- _TASK DIRECTIONS_
Within the listing below, the lines containing "Errors" are to be counted. Give the number only.

- _DATA TO EXAMINE_
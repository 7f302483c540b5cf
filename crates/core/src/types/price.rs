//! Money arithmetic using decimal amounts.
//!
//! Catalog prices are stored in the currency's standard unit (rupees, not
//! paise). Discounted prices are always rounded to two decimal places with
//! midpoint-away-from-zero, and that rounded value is what carts display and
//! what orders freeze. Payment gateways want integer minor units; use
//! [`Price::to_minor_units`] at that boundary only.

use rust_decimal::prelude::ToPrimitive;
use rust_decimal::{Decimal, RoundingStrategy};
use serde::{Deserialize, Serialize};

/// Errors from price arithmetic.
#[derive(Debug, Clone, PartialEq, Eq, thiserror::Error)]
pub enum PriceError {
    /// Amount is negative where only non-negative amounts make sense.
    #[error("amount cannot be negative")]
    Negative,
    /// Amount does not fit in the gateway's integer representation.
    #[error("amount is too large")]
    Overflow,
}

/// Apply a percentage discount to an amount.
///
/// `percentage` is expected in `[0, 100]`; values outside are clamped so a
/// bad catalog row can never produce a negative or inflated price.
///
/// ```
/// use amyfairy_core::apply_discount;
/// use rust_decimal::Decimal;
///
/// let price = Decimal::new(99900, 2); // 999.00
/// let pct = Decimal::new(15, 0);
/// assert_eq!(apply_discount(price, pct), Decimal::new(84915, 2)); // 849.15
/// ```
#[must_use]
pub fn apply_discount(amount: Decimal, percentage: Decimal) -> Decimal {
    let pct = percentage.clamp(Decimal::ZERO, Decimal::ONE_HUNDRED);
    let factor = Decimal::ONE - pct / Decimal::ONE_HUNDRED;
    (amount * factor).round_dp_with_strategy(2, RoundingStrategy::MidpointAwayFromZero)
}

/// A price with currency information.
#[derive(Debug, Clone, Copy, PartialEq, Eq, Serialize, Deserialize)]
pub struct Price {
    /// Amount in the currency's standard unit (e.g., rupees, not paise).
    pub amount: Decimal,
    /// ISO 4217 currency code.
    pub currency_code: CurrencyCode,
}

impl Price {
    /// Create a new price.
    #[must_use]
    pub const fn new(amount: Decimal, currency_code: CurrencyCode) -> Self {
        Self {
            amount,
            currency_code,
        }
    }

    /// Convert to integer minor units (paise, cents) for a payment gateway.
    ///
    /// # Errors
    ///
    /// Returns [`PriceError::Negative`] for negative amounts and
    /// [`PriceError::Overflow`] if the value does not fit in an `i64`.
    pub fn to_minor_units(&self) -> Result<i64, PriceError> {
        if self.amount.is_sign_negative() && !self.amount.is_zero() {
            return Err(PriceError::Negative);
        }
        (self.amount * Decimal::ONE_HUNDRED)
            .round_dp_with_strategy(0, RoundingStrategy::MidpointAwayFromZero)
            .to_i64()
            .ok_or(PriceError::Overflow)
    }

    /// Format for display (e.g., "₹849.15").
    #[must_use]
    pub fn display(&self) -> String {
        format!("{}{:.2}", self.currency_code.symbol(), self.amount)
    }
}

/// ISO 4217 currency codes accepted by the storefront.
#[derive(Debug, Clone, Copy, PartialEq, Eq, Hash, Serialize, Deserialize, Default)]
pub enum CurrencyCode {
    #[default]
    INR,
    USD,
    EUR,
    GBP,
}

impl CurrencyCode {
    /// Three-letter ISO code.
    #[must_use]
    pub const fn code(&self) -> &'static str {
        match self {
            Self::INR => "INR",
            Self::USD => "USD",
            Self::EUR => "EUR",
            Self::GBP => "GBP",
        }
    }

    /// Display symbol.
    #[must_use]
    pub const fn symbol(&self) -> &'static str {
        match self {
            Self::INR => "₹",
            Self::USD => "$",
            Self::EUR => "€",
            Self::GBP => "£",
        }
    }
}

impl std::fmt::Display for CurrencyCode {
    fn fmt(&self, f: &mut std::fmt::Formatter<'_>) -> std::fmt::Result {
        f.write_str(self.code())
    }
}

impl std::str::FromStr for CurrencyCode {
    type Err = String;

    fn from_str(s: &str) -> Result<Self, Self::Err> {
        match s.to_ascii_uppercase().as_str() {
            "INR" => Ok(Self::INR),
            "USD" => Ok(Self::USD),
            "EUR" => Ok(Self::EUR),
            "GBP" => Ok(Self::GBP),
            _ => Err(format!("unsupported currency: {s}")),
        }
    }
}

#[cfg(test)]
#[allow(clippy::unwrap_used)]
mod tests {
    use super::*;

    fn dec(s: &str) -> Decimal {
        s.parse().unwrap()
    }

    #[test]
    fn test_apply_discount_rounds_half_away_from_zero() {
        // 10.01 * 0.95 = 9.5095 -> 9.51
        assert_eq!(apply_discount(dec("10.01"), dec("5")), dec("9.51"));
        // 0.25 * 0.9 = 0.225 -> 0.23
        assert_eq!(apply_discount(dec("0.25"), dec("10")), dec("0.23"));
    }

    #[test]
    fn test_apply_discount_bounds() {
        assert_eq!(apply_discount(dec("500"), dec("0")), dec("500"));
        assert_eq!(apply_discount(dec("500"), dec("100")), dec("0"));
        assert_eq!(apply_discount(dec("500"), dec("140")), dec("0"));
        assert_eq!(apply_discount(dec("500"), dec("-10")), dec("500"));
    }

    #[test]
    fn test_minor_units() {
        let price = Price::new(dec("849.15"), CurrencyCode::INR);
        assert_eq!(price.to_minor_units().unwrap(), 84915);

        let negative = Price::new(dec("-1"), CurrencyCode::INR);
        assert_eq!(negative.to_minor_units(), Err(PriceError::Negative));
    }

    #[test]
    fn test_display() {
        assert_eq!(Price::new(dec("12.5"), CurrencyCode::INR).display(), "₹12.50");
        assert_eq!(Price::new(dec("3"), CurrencyCode::USD).display(), "$3.00");
    }

    #[test]
    fn test_currency_parse() {
        assert_eq!("inr".parse::<CurrencyCode>().unwrap(), CurrencyCode::INR);
        assert!("XYZ".parse::<CurrencyCode>().is_err());
    }
}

- _ANSWER SPACE_
2